Dwarskijker van woensdag 28 februari 2024
Het ritje met de trein van Boxmeer naar Cuijk is lang genoeg om te zien wat ik al wist: dat het zeiknat is overal. De aarde heeft zich de afgelopen maanden met volle overtuiging volgezogen, maar daarna, toen de sponzen bodem verzadigd was, alles wat te veel was weer uitgespuugd. De akkers spiegelen een voorbijrazend treintje.
Ik zie de slang voor me die al wekenlang uit het kelderraam steekt van dat huis in de buurt dat de pech heeft van een te diep gegraven kelder of te weke muren. Ik herinner me het verhaal uit de krant over dat huis in Cuijk waar de dompelpompen continu aanstaan en zie voor me hoe vrijwilligers dagelijks de vloer van de kantine van voetbalvereniging Vitesse ‘08 moeten leegzuigen.

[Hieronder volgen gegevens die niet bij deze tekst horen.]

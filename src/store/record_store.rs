//! RecordStore - immutable, cheaply cloned snapshots of the product list.

use std::collections::HashSet;
use std::sync::Arc;

use crate::product::{ProductId, ProductInput, ProductRecord};

/// An ordered snapshot of product records.
///
/// Mutations never touch `self`; they return the next snapshot. Records keep
/// insertion order regardless of how any view sorts them. Clone-friendly via
/// Arc, so holding on to an old snapshot costs nothing.
#[derive(Debug, Clone, Default)]
pub struct RecordStore {
    records: Arc<Vec<ProductRecord>>,
    /// Highest id ever handed out by this store lineage.
    high_water: u64,
}

/// Result of a mutation that may not have matched anything.
#[derive(Debug, Clone)]
pub struct Applied {
    pub store: RecordStore,
    pub changed: bool,
}

impl RecordStore {
    /// Create an empty store. The first created record gets id 1.
    pub fn new() -> Self {
        Self::default()
    }

    /// Wrap existing records, keeping their order and ids.
    pub fn from_records(records: Vec<ProductRecord>) -> Self {
        let high_water = records.iter().map(|r| r.id.get()).max().unwrap_or(0);
        Self {
            records: Arc::new(records),
            high_water,
        }
    }

    pub fn records(&self) -> &[ProductRecord] {
        &self.records
    }

    pub fn iter(&self) -> std::slice::Iter<'_, ProductRecord> {
        self.records.iter()
    }

    pub fn len(&self) -> usize {
        self.records.len()
    }

    pub fn is_empty(&self) -> bool {
        self.records.is_empty()
    }

    pub fn get(&self, id: ProductId) -> Option<&ProductRecord> {
        self.records.iter().find(|r| r.id == id)
    }

    pub fn contains(&self, id: ProductId) -> bool {
        self.get(id).is_some()
    }

    /// Id the next `create` will assign: one past the largest id present,
    /// or past the largest ever assigned if that was deleted since. `None`
    /// once `u64::MAX` has been handed out.
    pub fn next_id(&self) -> Option<ProductId> {
        let max_present = self.records.iter().map(|r| r.id.get()).max().unwrap_or(0);
        ProductId(max_present.max(self.high_water)).next()
    }

    /// Distinct categories in first-seen order.
    pub fn categories(&self) -> Vec<String> {
        let mut seen = HashSet::new();
        self.records
            .iter()
            .filter(|r| seen.insert(r.category.as_str()))
            .map(|r| r.category.clone())
            .collect()
    }

    /// Append a new record, returning the new snapshot and the assigned id,
    /// or `None` when the id space is used up.
    pub fn create(&self, input: ProductInput) -> Option<(RecordStore, ProductId)> {
        let id = self.next_id()?;
        let mut records = Vec::with_capacity(self.records.len() + 1);
        records.extend(self.records.iter().cloned());
        records.push(input.into_record(id));
        let store = RecordStore {
            records: Arc::new(records),
            high_water: id.get(),
        };
        Some((store, id))
    }

    /// Replace every field of the record with `id`, keeping its position.
    ///
    /// `changed` is false when no record has that id; the snapshot is then
    /// the same one.
    pub fn update(&self, id: ProductId, input: ProductInput) -> Applied {
        let Some(index) = self.records.iter().position(|r| r.id == id) else {
            return self.unchanged();
        };
        let mut records = self.records.as_ref().clone();
        records[index] = input.into_record(id);
        Applied {
            store: self.with_records(records),
            changed: true,
        }
    }

    /// Remove the record with `id`, if present.
    pub fn delete_one(&self, id: ProductId) -> Applied {
        self.delete_where(|r| r.id == id)
    }

    /// Remove every record whose id is listed. Unknown ids are ignored.
    pub fn delete_many(&self, ids: &[ProductId]) -> Applied {
        let ids: HashSet<ProductId> = ids.iter().copied().collect();
        self.delete_where(|r| ids.contains(&r.id))
    }

    fn delete_where(&self, doomed: impl Fn(&ProductRecord) -> bool) -> Applied {
        if !self.records.iter().any(&doomed) {
            return self.unchanged();
        }
        let records = self
            .records
            .iter()
            .filter(|r| !doomed(*r))
            .cloned()
            .collect();
        Applied {
            store: self.with_records(records),
            changed: true,
        }
    }

    fn with_records(&self, records: Vec<ProductRecord>) -> RecordStore {
        RecordStore {
            records: Arc::new(records),
            high_water: self.high_water,
        }
    }

    fn unchanged(&self) -> Applied {
        Applied {
            store: self.clone(),
            changed: false,
        }
    }
}

impl<'a> IntoIterator for &'a RecordStore {
    type Item = &'a ProductRecord;
    type IntoIter = std::slice::Iter<'a, ProductRecord>;

    fn into_iter(self) -> Self::IntoIter {
        self.records.iter()
    }
}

Al dat water, het lijkt de zondvloed wel. Misschien moeten we de bouw van een ark overwegen.
Wie nemen we mee? Een koppeltje hermelijnen verdient in ieder geval een plekje, vind ik. Het velletje wordt nog elke winter wit, terwijl de sneeuw, waarin ie zich verstoppen kan, wegblijft. Zo is het beestje een makkelijke prooi voor de vos. De Amerikaanse rivierkreeft? Mijn eerste reflex: nee, geen exoten op onze Hollandse ark. Maar dan: wie ben ik om de ander uit te sluiten? Ik besluit tot een diplomatiek compromis: twee mannetjes.
De jongen tegenover me rijdt zwart. Om de paar minuten kijkt hij benauwd de gang in: hoort hij daar de stap van de controleur?
In een hoek van de coupé staat een glazen pot met onbestemde inhoud verweesd te wezen. Als ik de trein uitstap, bestudeer ik het etiket. Het zijn Bratröllchen. Rolmopsen, stukjes haring in een Duitse pot.
Niet vergeten in te pakken, straks, als de ark klaar is. Een paar dozijn potten rolmops. Met uitjes en augurken. Hmm.